Women on the front line of Covid-19 fight

Mother of two takes the lead in clinical trial of Covid-19 antibody treatment

Dr Shirin Kalimuddin is a consultant with the Department of Infectious Diseases at Singapore General Hospital.
Dr Shirin Kalimuddin is a consultant with the Department of Infectious Diseases at Singapore General Hospital.ST PHOTO: LIM YAOHUI

SINGAPORE - She is not just an infectious diseases doctor, but also the leader of one of the latest clinical trials of a Covid-19 antibody to treat patients with the virus.

Dr Shirin Kalimuddin, a consultant with the Department of Infectious Diseases at Singapore General Hospital, is the principal investigator of a clinical trial of a monoclonal antibody.

The monoclonal antibody will block the Sars-CoV-2 virus from gaining entry into cells.

Dr Shirin says: "I am hopeful that this trial will be able to contribute in some way to finding an effective treatment for Covid-19.

"As there has been no effective treatment for the virus so far, this antibody could be used to treat patients with Covid-19 if proven to be effective."

The trial, which is run by SingHealth's Investigational Medicine Unit, began last month after around four months of preparation. The antibody is being trialled on healthy volunteers, and the trial is currently in the first phase of three.

As a principal investigator, Dr Shirin, 39, oversees the entire research process, from recruiting volunteers to seeing patients to monitoring them and analysing data.

She also conducts research to study how one's immune system responds to the Pfizer-BioNTech vaccine and saw patients with Covid-19 in the past year.

The demands of working on the front line have taken a toll on the mother of two daughters aged six and nine, who worked up to 12 hours a day during the peak of the pandemic.

Dr Shirin, whose husband is an orthopaedic doctor, says: "When my younger daughter was in kindergarten last year, I wasn't able to attend her school performances, even the ones on Zoom.

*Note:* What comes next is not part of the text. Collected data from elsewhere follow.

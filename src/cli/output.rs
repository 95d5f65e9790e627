//! Output formatting for CLI commands

use std::io::{self, Write};

use serde::Serialize;

/// Output format
#[derive(Debug, Clone, Copy, PartialEq, Eq, Default, clap::ValueEnum)]
pub enum OutputFormat {
    #[default]
    Text,
    Json,
}

/// Output helper for consistent formatting
pub struct Output {
    format: OutputFormat,
}

impl Output {
    pub fn new(format: OutputFormat) -> Self {
        Self { format }
    }

    /// Prints a success message
    pub fn success(&self, message: &str) {
        match self.format {
            OutputFormat::Text => println!("{}", message),
            OutputFormat::Json => {
                println!(
                    "{}",
                    serde_json::json!({
                        "success": true,
                        "message": message
                    })
                );
            }
        }
    }

    /// Prints structured data
    pub fn data<T: Serialize>(&self, data: &T) {
        match self.format {
            OutputFormat::Text => {
                if let Ok(json) = crate::storage::to_pretty_json(data) {
                    println!("{}", String::from_utf8_lossy(&json));
                }
            }
            OutputFormat::Json => {
                if let Ok(json) = serde_json::to_string(data) {
                    println!("{}", json);
                }
            }
        }
    }

    /// Prints a table row (text only, ignored in JSON mode)
    pub fn row(&self, columns: &[&str]) {
        if self.format == OutputFormat::Text {
            println!("{}", columns.join("\t"));
        }
    }

    /// Prints text as-is, without a trailing newline
    pub fn raw(&self, text: &str) -> io::Result<()> {
        let mut stdout = io::stdout().lock();
        stdout.write_all(text.as_bytes())?;
        stdout.flush()
    }

    /// Returns true if using JSON format
    pub fn is_json(&self) -> bool {
        self.format == OutputFormat::Json
    }
}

"I felt a little guilty missing out, but for the ones I can attend, I make sure that I am fully there and present."

She says her hope for International Women's Day next Monday is for women to be given more opportunities to realise their full potential.

"I hope people realise that in the workplace, women are not one-dimensional but multifaceted, so different women will have different talents and skills.

"Their opinions carry worth, and should be valued and respected."